Bonds live in interesting times
The Bank of Japan (BoJ) has been maintaining a zero interest rate policy “to ensure permeation of the effects of monetary easing”, as it said in a recent statement. For domestic private investors, miniscule deposit rates are a disincentive to holding cash. Yet cash is precisely what many will find themselves having to deal with over the coming months, as ¥106,000bn (€1,035bn) of fixed rate postal savings start to mature. Reinvestment in a new post office account offers the unexciting prospect of 0.2% interest. Japanese government bond (JGB) investors are indeed living in interesting times.
The BoJ stance has faced criticism both internally and internationally. Although politics will play its part, the BoJ is expected to reach the point where it feels the economy is strong enough to survive an interest rate rise. Capital spending forecasts have been raised as a result of improved business confidence, and increased corporate profits have already pushed the Nikkei 225 back over 20,000. The BoJ governor recently underlined the prospects for change by saying “the risk of a deflationary spiral has receded considerably”. The Euroyen futures yield curve now suggests the move away from 0% is around six months away.
While the threat of rising short-term interest rates is largely discounted, there are other clouds hanging over the bond market. Moody’s, the rating agency, has announced that it is placing the Aa1 yen-denominated government debt rating under review for a possible downgrade, due to concerns about Japan’s structural economic problems. The agency expects that public sector debt levels, measured as a percentage of GDP, will soon be the highest among industrialised countries. One estimate is that total outstanding national and local debt will exceed 120% of GDP by the end of 2000.
While the warning from Moody’s surprised many foreign observers, there was surprisingly little concern in the JGB market. This was probably due to the interesting ownership spread of JGBs, with government institutions holding about 50% of the total.
The post office is a particularly heavy investor, using JGBs as backing for the fixed rate postal savings bonds. It is unlikely that any government institution would sell on the threat of a rating downgrade. Foreign investors, who would have been expected to be less sanguine, hold only 6% of JGBs with the remainder held by domestic private investors.
Moody’s is not alone in registering concern.
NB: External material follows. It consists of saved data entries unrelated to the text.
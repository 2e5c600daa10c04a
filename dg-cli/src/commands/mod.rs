//! CLI command implementations.

pub mod listen;
pub mod status;
pub mod door;
pub mod users;
pub mod history;
pub mod capture;
pub mod settings;
pub mod system;
pub mod address;

use std::time::Duration;

use serde_json::Value;

use dg_api::DeviceClient;
use dg_core::config::ConfigHandle;
use dg_core::error::{DgError, DgResult};

/// How long a one-shot command waits for the connection to open.
const CONNECT_WAIT: Duration = Duration::from_secs(20);

/// Helper to create a client for the saved device address.
pub async fn create_client(config: &ConfigHandle) -> DgResult<DeviceClient> {
    let cfg = config.read().await.clone();
    if !cfg.is_server_configured() {
        return Err(DgError::Config(
            "no device address configured. Run `doorguard address set <host>` first.".into(),
        ));
    }
    DeviceClient::from_config(&cfg)
}

/// Helper to create a client and wait until its connection is open.
pub async fn connect_client(config: &ConfigHandle) -> DgResult<DeviceClient> {
    let client = create_client(config).await?;
    client.connect();
    client.wait_until_open(CONNECT_WAIT).await?;
    Ok(client)
}

/// Pretty-print a JSON value for `--format json`.
pub fn print_json(value: &Value) {
    println!("{}", serde_json::to_string_pretty(value).unwrap_or_default());
}

/// Format a 0.0 to 1.0 confidence as a percentage.
pub fn format_confidence(confidence: f64) -> String {
    format!("{:.0}%", (confidence * 100.0).clamp(0.0, 100.0))
}

/// Truncate a string to a maximum length, appending an ellipsis if truncated.
pub fn truncate(s: &str, max_len: usize) -> String {
    if s.chars().count() <= max_len {
        s.to_string()
    } else if max_len > 3 {
        let head: String = s.chars().take(max_len - 3).collect();
        format!("{head}...")
    } else {
        s.chars().take(max_len).collect()
    }
}

#[cfg(test)]
mod tests {
    use super::*;

    #[test]
    fn test_format_confidence() {
        assert_eq!(format_confidence(0.613), "61%");
        assert_eq!(format_confidence(1.7), "100%");
    }

    #[test]
    fn test_truncate() {
        assert_eq!(truncate("front door", 20), "front door");
        assert_eq!(truncate("front door camera", 8), "front...");
        assert_eq!(truncate("abc", 2), "ab");
    }
}
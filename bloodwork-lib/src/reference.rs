//! Reference ranges for the blood metrics the pipeline understands.

use serde::Serialize;

/// Normal interval for a named blood measurement.
#[derive(Debug, Clone, Copy, PartialEq, Serialize)]
pub struct ReferenceRange {
    pub low: f64,
    pub high: f64,
    pub unit: &'static str,
}

/// Position of a single reading relative to a reference range.
#[derive(Debug, Clone, Copy, PartialEq, Eq, Serialize)]
#[serde(rename_all = "snake_case")]
pub enum RangeStatus {
    BelowNormal,
    Normal,
    AboveNormal,
}

/// Metric columns with a known reference range, in lookup order.
///
/// Ranges are the standard adult values: hemoglobin 13.5-17.5 g/dL,
/// fasting glucose 70-100 mg/dL.
pub static METRIC_RANGES: [(&str, ReferenceRange); 2] = [
    (
        "hemoglobin",
        ReferenceRange {
            low: 13.5,
            high: 17.5,
            unit: "g/dL",
        },
    ),
    (
        "glucose",
        ReferenceRange {
            low: 70.0,
            high: 100.0,
            unit: "mg/dL",
        },
    ),
];

/// Look up the reference range for a metric column name.
pub fn reference_range(metric: &str) -> Option<ReferenceRange> {
    METRIC_RANGES
        .iter()
        .find(|(name, _)| *name == metric)
        .map(|(_, range)| *range)
}

impl ReferenceRange {
    /// Linear position of `value` within the range: 0.0 at the low bound,
    /// 1.0 at the high bound. Values outside the range fall outside [0, 1].
    pub fn normalize(&self, value: f64) -> f64 {
        (value - self.low) / (self.high - self.low)
    }

    /// Classify `value` against the range. The bounds themselves are normal.
    pub fn classify(&self, value: f64) -> RangeStatus {
        if value < self.low {
            RangeStatus::BelowNormal
        } else if value > self.high {
            RangeStatus::AboveNormal
        } else {
            RangeStatus::Normal
        }
    }
}
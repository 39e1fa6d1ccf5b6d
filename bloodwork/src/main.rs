// reset; cargo run -- --input data/blood_panel.csv
// reset; cargo run -- --input data/blood_panel.xlsx --sheet-name Panel --required hemoglobin,glucose --json

use std::path::PathBuf;

use bloodwork_lib::{
    anyhow, serde_json,
    tracing::info,
    utils::{append_error_report, get_utc_iso_datetime},
    BloodTestProcessor, Config, DatasetValidator, LogConfig, ValidationReport, ERRORS_LOG_FILE,
};
use clap::Parser;

#[derive(Parser)]
#[command(name = "bloodwork")]
#[command(about = "A tool to validate and normalize blood test datasets")]
#[command(version)]
struct Args {
    /// Path to the blood test data file (.csv or .xlsx)
    #[arg(short, long)]
    input: PathBuf,

    /// Optional sheet name to read (XLSX only; if not specified, reads the first sheet)
    #[arg(long)]
    sheet_name: Option<String>,

    /// Path to the YAML configuration file
    #[arg(short, long, default_value = "configs/default.yml")]
    config: PathBuf,

    /// Comma-separated columns that must be present (if not specified, the known metric columns)
    #[arg(long, value_delimiter = ',')]
    required: Option<Vec<String>>,

    /// Comma-separated columns that must be numeric (if not specified, the known metric columns)
    #[arg(long, value_delimiter = ',')]
    numeric: Option<Vec<String>>,

    /// Optional log file; console logging stays on either way
    #[arg(long)]
    log_file: Option<PathBuf>,

    /// File that failed validation reports are appended to
    #[arg(long, default_value = ERRORS_LOG_FILE)]
    error_log: PathBuf,

    /// Print the validation report as JSON
    #[arg(long)]
    json: bool,
}

fn main() -> anyhow::Result<()> {
    let arguments = Args::parse();

    let mut log_config = LogConfig::default();
    if let Some(path) = &arguments.log_file {
        log_config = log_config.with_log_file(path.clone());
    }
    log_config.init()?;

    let config = Config::from_yaml(&arguments.config)?;
    let processor = BloodTestProcessor::new(config);

    let dataset = processor.load(&arguments.input, arguments.sheet_name.as_deref())?;

    let report = match (&arguments.required, &arguments.numeric) {
        (None, None) => processor.validate(&dataset),
        (required, numeric) => {
            let mut validator = DatasetValidator::new();
            if let Some(columns) = required {
                validator = validator.require_columns(columns.clone());
            }
            if let Some(columns) = numeric {
                validator = validator.require_numeric(columns.clone());
            }
            validator.validate(&dataset)
        }
    };

    if arguments.json {
        println!("{}", serde_json::to_string_pretty(&report)?);
    }

    if !report.is_valid {
        println!("❌ Validation failed with {} errors", report.errors.len());
        append_error_report(
            &arguments.error_log,
            "Blood Test Validation Error Report",
            &format_error_report(&report),
        );
        eprintln!("❌ Check {} for details.", arguments.error_log.display());
        std::process::exit(1);
    }

    println!("✅ Validation completed!");
    if let Some(summary) = &report.validation_summary {
        info!("{summary}");
    }

    let normalized = processor.normalize(&dataset)?;
    info!(
        "Normalized {} metric readings against reference ranges",
        normalized.n_rows()
    );

    for summary in processor.summarize(&dataset)? {
        println!(
            "  {} ({}): {} readings, {} below / {} within / {} above normal",
            summary.metric,
            summary.unit,
            summary.readings,
            summary.below_normal,
            summary.within_normal,
            summary.above_normal
        );
    }

    Ok(())
}

fn format_error_report(report: &ValidationReport) -> String {
    let mut body = String::new();
    body.push_str("=============================\n");
    body.push_str(&format!("Generated at: {}\n\n", get_utc_iso_datetime()));
    body.push_str(&format!("Total errors: {}\n\n", report.errors.len()));
    for error in &report.errors {
        body.push_str(&format!("  - {}\n", error));
    }
    if let Some(summary) = &report.validation_summary {
        body.push_str(&format!("\nChecks performed: {}\n", summary));
    }
    body
}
In March the Economic Planning Agency (EPA) published data showing that the economy shrunk by 1.4% in the fourth quarter of 1999, the second consecutive quarter of decline.
The statistics were met with considerable scepticism both inside and outside Japan: For example, Richard Jerram, an economist at ING Barings, was quoted in the Financial Times as saying, “It is ridiculous to say there is a recession – the GDP figures are just bizarre”.
Other economic measures, such as industrial production, point to a growing economy. Setting the EPA’s figures to one side, the Japanese economy ought to grow during 2000, helped by government stimulus and increased export-led production. However this recovery will not be the same as in the 1980s. The corporate sector’s new-found emphasis on enhancing productivity and cost control will constrain consumer spending, which accounts for about 60% of GDP. Thus this economic upturn is not expected to be particularly powerful.
Continuing consumer caution and a sluggish recovery increases the need for supplementary fiscal packages during the year but, due to Japan’s debt levels, the scope for such packages is increasingly constrained.
Such are the problems in the quality and interpretation of economic data, the prime minister has intervened. He is facing an impending election and would prefer the EPA not to talk of a recession if none exists. For the BoJ, suspect data does not make it any easier to decide when to end the zero interest rate policy.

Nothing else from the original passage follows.